# TASK OBJECTIVE
All lines in the entries below that hold "RegionEntry" make up the answer.

# PROVIDED ENTRIES
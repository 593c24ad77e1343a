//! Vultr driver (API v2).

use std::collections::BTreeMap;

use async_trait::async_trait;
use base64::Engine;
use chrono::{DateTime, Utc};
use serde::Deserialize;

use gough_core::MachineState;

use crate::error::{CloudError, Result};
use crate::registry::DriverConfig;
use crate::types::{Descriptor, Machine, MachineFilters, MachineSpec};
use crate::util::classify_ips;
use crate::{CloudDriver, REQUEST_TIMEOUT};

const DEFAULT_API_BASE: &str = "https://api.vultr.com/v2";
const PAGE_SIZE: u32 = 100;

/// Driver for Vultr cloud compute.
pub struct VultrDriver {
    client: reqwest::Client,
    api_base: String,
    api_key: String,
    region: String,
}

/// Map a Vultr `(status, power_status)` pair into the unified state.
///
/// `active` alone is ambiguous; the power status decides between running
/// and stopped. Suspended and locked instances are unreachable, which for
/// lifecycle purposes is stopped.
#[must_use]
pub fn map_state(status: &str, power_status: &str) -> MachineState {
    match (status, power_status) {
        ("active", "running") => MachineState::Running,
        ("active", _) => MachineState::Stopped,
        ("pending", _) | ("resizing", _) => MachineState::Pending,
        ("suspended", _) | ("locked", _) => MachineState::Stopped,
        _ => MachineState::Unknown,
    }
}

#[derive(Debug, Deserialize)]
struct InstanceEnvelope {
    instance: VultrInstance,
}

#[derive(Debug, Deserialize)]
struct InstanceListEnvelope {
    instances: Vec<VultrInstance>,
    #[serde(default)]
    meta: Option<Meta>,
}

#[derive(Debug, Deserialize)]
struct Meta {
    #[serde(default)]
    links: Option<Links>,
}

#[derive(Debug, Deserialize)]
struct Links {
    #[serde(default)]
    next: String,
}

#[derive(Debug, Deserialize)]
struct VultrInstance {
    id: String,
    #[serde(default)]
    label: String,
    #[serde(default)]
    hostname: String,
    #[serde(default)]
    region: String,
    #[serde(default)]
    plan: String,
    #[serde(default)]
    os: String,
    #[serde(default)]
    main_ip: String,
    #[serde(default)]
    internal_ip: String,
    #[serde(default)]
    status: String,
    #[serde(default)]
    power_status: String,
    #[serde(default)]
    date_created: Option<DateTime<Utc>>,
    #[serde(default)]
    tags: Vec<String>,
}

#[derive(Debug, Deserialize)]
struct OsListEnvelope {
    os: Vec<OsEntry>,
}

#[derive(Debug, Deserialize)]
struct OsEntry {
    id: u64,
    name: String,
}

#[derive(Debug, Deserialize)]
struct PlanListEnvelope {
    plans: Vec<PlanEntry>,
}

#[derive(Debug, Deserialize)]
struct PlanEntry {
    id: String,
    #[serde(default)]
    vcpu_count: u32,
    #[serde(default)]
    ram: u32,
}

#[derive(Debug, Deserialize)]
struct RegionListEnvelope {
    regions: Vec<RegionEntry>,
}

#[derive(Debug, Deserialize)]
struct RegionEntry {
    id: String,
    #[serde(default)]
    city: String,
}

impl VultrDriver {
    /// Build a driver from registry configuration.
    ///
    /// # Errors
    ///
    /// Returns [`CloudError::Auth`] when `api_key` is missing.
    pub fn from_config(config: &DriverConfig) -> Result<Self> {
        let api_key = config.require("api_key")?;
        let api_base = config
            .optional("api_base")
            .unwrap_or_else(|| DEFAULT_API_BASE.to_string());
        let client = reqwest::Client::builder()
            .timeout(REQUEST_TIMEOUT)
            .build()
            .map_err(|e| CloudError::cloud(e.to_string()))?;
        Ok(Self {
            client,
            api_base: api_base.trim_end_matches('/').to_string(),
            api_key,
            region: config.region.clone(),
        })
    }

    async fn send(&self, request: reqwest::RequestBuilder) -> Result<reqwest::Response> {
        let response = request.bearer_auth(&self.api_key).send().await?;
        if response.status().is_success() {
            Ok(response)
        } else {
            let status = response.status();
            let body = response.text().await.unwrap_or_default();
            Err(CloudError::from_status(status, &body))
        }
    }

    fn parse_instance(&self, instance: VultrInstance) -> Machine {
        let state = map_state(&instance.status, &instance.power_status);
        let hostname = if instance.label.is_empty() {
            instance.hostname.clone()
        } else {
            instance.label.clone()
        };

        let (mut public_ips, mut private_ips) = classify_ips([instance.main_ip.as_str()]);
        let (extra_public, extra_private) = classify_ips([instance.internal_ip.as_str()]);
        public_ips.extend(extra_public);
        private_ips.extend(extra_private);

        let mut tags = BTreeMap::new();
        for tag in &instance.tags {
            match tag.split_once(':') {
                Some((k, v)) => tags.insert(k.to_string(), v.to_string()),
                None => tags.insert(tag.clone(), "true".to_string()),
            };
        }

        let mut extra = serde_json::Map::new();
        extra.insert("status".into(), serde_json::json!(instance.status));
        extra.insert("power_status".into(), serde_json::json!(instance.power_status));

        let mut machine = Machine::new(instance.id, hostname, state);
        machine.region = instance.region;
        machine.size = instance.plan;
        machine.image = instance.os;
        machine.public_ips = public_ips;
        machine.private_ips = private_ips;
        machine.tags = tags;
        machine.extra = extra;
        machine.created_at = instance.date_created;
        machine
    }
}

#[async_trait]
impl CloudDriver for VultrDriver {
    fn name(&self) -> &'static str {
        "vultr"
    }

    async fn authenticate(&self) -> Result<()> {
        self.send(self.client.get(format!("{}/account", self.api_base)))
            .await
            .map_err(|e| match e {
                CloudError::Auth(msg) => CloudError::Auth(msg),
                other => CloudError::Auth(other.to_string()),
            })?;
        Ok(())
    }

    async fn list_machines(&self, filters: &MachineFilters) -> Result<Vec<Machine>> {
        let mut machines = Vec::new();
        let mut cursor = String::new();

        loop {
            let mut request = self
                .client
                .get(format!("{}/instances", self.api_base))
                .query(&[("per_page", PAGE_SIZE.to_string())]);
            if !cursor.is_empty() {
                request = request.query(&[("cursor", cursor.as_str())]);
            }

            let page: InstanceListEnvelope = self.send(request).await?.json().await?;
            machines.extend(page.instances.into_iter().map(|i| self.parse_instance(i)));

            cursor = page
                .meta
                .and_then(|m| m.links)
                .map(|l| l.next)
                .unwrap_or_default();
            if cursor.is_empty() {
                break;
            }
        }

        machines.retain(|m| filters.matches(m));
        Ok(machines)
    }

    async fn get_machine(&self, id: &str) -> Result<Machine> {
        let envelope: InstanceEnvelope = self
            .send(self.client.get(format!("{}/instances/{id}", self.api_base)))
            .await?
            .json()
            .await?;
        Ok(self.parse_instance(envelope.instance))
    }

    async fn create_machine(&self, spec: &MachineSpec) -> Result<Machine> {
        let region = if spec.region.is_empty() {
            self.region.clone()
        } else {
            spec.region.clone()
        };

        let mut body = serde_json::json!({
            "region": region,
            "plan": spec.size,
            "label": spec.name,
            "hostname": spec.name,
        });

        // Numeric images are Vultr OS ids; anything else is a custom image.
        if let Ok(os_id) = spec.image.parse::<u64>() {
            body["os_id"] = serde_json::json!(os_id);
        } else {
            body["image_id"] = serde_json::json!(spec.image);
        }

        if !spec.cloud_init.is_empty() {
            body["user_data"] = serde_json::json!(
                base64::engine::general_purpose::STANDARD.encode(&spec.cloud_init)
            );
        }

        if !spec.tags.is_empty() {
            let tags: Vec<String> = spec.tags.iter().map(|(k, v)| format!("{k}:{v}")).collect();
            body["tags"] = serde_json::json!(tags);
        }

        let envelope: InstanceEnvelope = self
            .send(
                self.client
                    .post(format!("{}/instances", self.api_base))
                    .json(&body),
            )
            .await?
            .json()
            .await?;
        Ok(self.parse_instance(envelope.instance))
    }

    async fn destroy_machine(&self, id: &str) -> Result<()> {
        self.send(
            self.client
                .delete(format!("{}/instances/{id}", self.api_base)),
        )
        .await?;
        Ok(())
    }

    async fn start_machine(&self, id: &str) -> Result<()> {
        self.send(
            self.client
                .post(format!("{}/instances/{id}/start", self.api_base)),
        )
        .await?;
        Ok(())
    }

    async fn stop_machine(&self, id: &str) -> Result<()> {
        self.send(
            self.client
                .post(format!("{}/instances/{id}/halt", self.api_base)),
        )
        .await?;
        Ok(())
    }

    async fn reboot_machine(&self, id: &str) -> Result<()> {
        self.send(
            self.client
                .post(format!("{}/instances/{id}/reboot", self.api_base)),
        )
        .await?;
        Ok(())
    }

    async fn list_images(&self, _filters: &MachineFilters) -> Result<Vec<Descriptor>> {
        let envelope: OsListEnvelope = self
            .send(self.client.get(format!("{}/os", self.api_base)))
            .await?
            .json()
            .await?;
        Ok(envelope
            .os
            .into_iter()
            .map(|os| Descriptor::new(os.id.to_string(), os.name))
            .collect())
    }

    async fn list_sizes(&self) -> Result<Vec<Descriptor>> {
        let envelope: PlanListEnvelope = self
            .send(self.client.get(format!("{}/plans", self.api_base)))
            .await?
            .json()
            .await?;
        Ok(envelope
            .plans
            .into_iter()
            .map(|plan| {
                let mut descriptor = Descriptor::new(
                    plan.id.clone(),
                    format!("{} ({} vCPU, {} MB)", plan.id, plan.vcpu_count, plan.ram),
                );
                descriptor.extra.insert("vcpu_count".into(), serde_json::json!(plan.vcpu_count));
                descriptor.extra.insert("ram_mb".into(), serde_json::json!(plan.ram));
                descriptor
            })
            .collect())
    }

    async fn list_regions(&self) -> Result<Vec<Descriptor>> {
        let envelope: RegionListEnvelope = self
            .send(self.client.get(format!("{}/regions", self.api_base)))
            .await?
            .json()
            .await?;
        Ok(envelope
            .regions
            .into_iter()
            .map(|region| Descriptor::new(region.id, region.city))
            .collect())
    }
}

# EXERCISE RESPONSE
    regions: Vec<RegionEntry>,
struct RegionEntry {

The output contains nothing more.